◆ About this task ◆
Starting at the line that contains "size in pixels", copy every line through the end of the listing below exactly, and copy nothing else.

Given records: Begin

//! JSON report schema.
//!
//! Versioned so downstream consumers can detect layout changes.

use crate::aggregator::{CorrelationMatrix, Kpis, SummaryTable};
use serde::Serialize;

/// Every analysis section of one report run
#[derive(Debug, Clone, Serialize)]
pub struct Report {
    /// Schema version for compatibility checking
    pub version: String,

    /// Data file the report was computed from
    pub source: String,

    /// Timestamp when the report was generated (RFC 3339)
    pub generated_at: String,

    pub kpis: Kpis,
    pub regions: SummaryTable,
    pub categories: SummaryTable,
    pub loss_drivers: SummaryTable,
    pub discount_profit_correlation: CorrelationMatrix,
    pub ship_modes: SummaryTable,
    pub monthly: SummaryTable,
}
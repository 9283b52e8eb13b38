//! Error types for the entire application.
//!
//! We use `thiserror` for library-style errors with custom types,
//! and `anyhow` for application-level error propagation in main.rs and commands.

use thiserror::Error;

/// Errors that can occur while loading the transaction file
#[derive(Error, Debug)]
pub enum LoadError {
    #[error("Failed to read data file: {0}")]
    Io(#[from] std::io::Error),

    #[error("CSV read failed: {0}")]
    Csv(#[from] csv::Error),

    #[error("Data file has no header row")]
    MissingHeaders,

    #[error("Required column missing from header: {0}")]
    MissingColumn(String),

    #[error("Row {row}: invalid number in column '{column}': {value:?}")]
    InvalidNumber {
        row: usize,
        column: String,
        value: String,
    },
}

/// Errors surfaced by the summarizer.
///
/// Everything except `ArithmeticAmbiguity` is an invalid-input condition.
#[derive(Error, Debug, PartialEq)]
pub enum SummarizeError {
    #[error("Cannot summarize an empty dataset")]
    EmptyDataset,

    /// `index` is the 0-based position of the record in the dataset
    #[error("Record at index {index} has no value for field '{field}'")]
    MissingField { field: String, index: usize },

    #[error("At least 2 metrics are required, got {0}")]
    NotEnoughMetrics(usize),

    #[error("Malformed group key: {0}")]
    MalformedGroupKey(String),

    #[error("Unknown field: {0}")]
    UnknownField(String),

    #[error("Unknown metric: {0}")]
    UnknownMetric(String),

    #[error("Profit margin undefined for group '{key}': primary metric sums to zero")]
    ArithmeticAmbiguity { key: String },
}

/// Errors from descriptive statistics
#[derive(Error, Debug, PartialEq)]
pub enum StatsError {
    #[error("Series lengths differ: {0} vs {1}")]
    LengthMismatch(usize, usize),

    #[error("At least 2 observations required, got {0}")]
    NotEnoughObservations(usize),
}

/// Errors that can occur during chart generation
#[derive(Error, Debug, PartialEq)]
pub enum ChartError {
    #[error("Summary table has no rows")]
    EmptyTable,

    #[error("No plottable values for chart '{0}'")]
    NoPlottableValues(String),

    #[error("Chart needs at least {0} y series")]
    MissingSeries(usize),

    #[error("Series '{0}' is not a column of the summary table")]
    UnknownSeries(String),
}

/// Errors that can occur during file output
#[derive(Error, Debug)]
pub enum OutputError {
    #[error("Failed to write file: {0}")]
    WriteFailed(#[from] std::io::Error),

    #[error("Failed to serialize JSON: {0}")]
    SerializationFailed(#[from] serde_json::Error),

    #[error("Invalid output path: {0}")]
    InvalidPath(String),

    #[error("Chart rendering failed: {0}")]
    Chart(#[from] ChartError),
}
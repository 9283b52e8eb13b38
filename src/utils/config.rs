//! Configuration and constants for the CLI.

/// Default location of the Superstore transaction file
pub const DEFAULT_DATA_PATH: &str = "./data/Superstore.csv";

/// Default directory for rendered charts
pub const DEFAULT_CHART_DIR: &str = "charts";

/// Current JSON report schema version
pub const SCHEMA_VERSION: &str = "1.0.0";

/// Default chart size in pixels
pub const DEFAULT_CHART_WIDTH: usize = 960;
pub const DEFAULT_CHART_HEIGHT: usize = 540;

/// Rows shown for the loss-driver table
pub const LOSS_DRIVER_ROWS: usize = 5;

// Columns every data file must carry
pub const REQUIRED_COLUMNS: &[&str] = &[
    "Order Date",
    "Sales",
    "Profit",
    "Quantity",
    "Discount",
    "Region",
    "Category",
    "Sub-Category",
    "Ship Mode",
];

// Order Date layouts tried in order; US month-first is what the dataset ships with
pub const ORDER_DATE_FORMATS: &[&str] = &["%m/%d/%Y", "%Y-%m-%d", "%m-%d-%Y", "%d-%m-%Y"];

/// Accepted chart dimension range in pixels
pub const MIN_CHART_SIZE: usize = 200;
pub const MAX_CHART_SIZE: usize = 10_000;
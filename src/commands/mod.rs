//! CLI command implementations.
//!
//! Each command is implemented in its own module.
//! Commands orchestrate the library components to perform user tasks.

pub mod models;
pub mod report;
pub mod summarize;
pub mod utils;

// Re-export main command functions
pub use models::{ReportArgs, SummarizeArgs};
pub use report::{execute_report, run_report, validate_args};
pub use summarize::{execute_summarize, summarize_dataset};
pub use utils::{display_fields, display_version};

Given records: End

◆ Answer box ◆
/// Default chart size in pixels
pub const DEFAULT_CHART_WIDTH: usize = 960;
pub const DEFAULT_CHART_HEIGHT: usize = 540;

/// Rows shown for the loss-driver table
pub const LOSS_DRIVER_ROWS: usize = 5;

// Columns every data file must carry
pub const REQUIRED_COLUMNS: &[&str] = &[
    "Order Date",
    "Sales",
    "Profit",
    "Quantity",
    "Discount",
    "Region",
    "Category",
    "Sub-Category",
    "Ship Mode",
];

// Order Date layouts tried in order; US month-first is what the dataset ships with
pub const ORDER_DATE_FORMATS: &[&str] = &["%m/%d/%Y", "%Y-%m-%d", "%m-%d-%Y", "%d-%m-%Y"];

/// Accepted chart dimension range in pixels
pub const MIN_CHART_SIZE: usize = 200;
pub const MAX_CHART_SIZE: usize = 10_000;
filename src/commands/mod.rs
//! CLI command implementations.
//!
//! Each command is implemented in its own module.
//! Commands orchestrate the library components to perform user tasks.

pub mod models;
pub mod report;
pub mod summarize;
pub mod utils;

// Re-export main command functions
pub use models::{ReportArgs, SummarizeArgs};
pub use report::{execute_report, run_report, validate_args};
pub use summarize::{execute_summarize, summarize_dataset};
pub use utils::{display_fields, display_version};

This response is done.